*RECORD EXTRACTS*
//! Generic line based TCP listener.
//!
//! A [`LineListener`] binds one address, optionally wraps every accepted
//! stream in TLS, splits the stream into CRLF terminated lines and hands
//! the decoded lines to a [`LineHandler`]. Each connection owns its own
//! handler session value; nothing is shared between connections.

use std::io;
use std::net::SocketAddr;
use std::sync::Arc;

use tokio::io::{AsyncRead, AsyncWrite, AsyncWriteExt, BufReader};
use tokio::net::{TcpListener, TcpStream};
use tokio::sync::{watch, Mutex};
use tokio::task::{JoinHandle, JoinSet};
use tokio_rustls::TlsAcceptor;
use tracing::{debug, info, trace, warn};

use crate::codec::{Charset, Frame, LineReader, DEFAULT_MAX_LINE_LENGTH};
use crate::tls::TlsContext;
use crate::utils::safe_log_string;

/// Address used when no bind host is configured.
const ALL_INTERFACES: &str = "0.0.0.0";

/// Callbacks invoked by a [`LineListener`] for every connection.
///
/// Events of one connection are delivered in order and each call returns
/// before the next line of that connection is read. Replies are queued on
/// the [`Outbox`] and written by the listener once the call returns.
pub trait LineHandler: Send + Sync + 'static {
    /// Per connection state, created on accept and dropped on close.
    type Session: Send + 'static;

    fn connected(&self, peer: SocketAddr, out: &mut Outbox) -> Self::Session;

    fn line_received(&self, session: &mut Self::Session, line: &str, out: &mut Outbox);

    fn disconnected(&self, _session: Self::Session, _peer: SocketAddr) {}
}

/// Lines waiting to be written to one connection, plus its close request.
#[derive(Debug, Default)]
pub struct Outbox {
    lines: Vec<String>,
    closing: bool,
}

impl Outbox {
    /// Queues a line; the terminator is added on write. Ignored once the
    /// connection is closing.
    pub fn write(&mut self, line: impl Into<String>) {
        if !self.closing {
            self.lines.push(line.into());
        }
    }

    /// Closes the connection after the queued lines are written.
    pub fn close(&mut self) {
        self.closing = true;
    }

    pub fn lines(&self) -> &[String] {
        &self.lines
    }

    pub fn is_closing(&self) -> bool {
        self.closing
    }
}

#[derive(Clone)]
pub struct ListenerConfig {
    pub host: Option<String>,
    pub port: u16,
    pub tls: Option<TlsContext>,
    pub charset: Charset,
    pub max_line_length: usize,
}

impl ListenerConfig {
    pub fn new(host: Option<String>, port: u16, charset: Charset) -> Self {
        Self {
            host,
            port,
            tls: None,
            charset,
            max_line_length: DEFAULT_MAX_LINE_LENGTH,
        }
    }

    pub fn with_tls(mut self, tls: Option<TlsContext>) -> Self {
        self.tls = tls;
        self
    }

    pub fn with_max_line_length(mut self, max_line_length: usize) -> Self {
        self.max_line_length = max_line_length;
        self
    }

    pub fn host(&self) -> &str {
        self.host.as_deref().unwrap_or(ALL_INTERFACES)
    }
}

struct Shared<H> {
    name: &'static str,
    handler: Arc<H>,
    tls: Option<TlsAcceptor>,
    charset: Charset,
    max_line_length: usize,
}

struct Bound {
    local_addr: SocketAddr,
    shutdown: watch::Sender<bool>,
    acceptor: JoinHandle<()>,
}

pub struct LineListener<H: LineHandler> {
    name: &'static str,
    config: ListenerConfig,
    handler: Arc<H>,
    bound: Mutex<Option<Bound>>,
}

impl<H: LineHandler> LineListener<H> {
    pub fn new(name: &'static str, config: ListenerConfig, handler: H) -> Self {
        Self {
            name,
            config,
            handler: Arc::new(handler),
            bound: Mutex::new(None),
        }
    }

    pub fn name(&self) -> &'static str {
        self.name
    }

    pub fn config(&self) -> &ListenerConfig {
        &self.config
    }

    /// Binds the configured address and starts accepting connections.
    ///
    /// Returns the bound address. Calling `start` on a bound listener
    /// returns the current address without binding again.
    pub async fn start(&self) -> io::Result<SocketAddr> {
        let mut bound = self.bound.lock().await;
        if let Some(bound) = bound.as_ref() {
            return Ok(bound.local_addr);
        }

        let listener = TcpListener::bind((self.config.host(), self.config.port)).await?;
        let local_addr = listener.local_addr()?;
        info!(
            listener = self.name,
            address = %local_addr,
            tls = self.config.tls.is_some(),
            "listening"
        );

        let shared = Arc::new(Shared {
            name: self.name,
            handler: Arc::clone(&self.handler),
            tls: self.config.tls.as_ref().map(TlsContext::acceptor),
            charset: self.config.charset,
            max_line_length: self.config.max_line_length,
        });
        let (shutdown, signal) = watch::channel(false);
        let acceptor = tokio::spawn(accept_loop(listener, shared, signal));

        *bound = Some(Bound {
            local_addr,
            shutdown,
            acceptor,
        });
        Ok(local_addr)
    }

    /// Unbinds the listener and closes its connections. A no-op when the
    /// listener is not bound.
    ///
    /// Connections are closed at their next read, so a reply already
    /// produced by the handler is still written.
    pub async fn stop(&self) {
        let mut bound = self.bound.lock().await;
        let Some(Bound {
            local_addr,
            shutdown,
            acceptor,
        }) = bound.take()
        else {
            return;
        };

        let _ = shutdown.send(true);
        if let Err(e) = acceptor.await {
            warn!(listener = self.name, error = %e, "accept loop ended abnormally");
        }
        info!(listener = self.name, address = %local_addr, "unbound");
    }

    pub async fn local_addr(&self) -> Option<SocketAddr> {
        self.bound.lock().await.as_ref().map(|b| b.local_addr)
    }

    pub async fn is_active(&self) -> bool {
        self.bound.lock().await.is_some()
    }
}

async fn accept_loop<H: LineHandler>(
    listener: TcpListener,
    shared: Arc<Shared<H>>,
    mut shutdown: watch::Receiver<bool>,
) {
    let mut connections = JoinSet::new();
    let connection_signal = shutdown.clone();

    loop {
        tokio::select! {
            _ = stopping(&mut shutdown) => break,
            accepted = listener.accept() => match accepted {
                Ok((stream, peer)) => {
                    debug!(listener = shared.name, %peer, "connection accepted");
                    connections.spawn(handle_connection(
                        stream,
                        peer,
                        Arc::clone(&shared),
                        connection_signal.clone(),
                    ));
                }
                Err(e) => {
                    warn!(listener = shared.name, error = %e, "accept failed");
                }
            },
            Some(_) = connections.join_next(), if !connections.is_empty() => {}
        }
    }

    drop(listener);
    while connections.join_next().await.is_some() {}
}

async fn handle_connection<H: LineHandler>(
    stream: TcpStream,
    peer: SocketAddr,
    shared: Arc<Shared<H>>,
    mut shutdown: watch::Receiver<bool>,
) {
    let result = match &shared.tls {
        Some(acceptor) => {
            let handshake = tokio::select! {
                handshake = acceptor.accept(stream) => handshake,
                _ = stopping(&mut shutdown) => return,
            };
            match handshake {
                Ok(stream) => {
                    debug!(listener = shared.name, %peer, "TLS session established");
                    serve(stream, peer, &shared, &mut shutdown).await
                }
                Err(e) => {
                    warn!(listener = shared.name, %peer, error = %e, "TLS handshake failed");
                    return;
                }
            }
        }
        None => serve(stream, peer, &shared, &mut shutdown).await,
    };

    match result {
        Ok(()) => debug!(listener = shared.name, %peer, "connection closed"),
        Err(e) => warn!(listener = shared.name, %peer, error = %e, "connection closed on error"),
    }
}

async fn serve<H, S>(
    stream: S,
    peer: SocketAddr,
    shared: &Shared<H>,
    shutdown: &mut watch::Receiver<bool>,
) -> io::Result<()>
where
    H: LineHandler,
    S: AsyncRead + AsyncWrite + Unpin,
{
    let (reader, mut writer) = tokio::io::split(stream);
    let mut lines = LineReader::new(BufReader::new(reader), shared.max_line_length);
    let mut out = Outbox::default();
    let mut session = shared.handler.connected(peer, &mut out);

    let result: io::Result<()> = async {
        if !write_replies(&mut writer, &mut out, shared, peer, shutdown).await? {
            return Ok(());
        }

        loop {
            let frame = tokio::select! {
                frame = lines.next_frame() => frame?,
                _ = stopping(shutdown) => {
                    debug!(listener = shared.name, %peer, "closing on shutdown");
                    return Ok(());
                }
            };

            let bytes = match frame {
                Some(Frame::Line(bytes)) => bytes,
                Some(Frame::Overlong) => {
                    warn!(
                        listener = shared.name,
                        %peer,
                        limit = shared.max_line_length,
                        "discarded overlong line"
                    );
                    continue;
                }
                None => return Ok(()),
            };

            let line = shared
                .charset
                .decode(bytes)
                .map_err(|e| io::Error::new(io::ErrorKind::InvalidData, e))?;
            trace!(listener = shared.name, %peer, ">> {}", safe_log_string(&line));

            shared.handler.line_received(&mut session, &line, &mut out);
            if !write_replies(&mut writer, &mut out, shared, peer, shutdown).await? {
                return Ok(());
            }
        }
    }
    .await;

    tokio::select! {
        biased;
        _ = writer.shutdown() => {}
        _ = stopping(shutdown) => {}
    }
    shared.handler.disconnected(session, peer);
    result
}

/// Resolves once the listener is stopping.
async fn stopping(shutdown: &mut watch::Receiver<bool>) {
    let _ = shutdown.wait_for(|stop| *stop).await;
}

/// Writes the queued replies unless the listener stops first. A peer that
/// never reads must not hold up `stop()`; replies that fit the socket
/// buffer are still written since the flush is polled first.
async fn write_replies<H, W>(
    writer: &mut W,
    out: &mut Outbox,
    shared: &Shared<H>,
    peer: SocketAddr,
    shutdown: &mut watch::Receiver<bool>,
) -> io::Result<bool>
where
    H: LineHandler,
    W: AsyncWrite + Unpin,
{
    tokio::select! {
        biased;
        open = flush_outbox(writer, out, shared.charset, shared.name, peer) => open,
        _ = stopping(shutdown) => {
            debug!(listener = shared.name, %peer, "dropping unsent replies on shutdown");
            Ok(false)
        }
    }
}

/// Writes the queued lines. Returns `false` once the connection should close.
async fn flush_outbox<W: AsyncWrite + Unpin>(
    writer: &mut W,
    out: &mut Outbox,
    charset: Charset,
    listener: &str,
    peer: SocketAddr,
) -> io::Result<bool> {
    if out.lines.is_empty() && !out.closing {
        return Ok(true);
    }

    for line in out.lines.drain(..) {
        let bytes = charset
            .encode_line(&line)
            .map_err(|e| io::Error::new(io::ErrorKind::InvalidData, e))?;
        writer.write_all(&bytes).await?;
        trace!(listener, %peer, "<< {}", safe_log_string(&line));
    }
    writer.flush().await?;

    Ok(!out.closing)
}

*TASK DETAILS*
Where does the word "configured" appear in the listing above? Copy every line that holds it.

*RESPONSE FOR THIS EXERCISE*
/// Address used when no bind host is configured.
    /// Binds the configured address and starts accepting connections.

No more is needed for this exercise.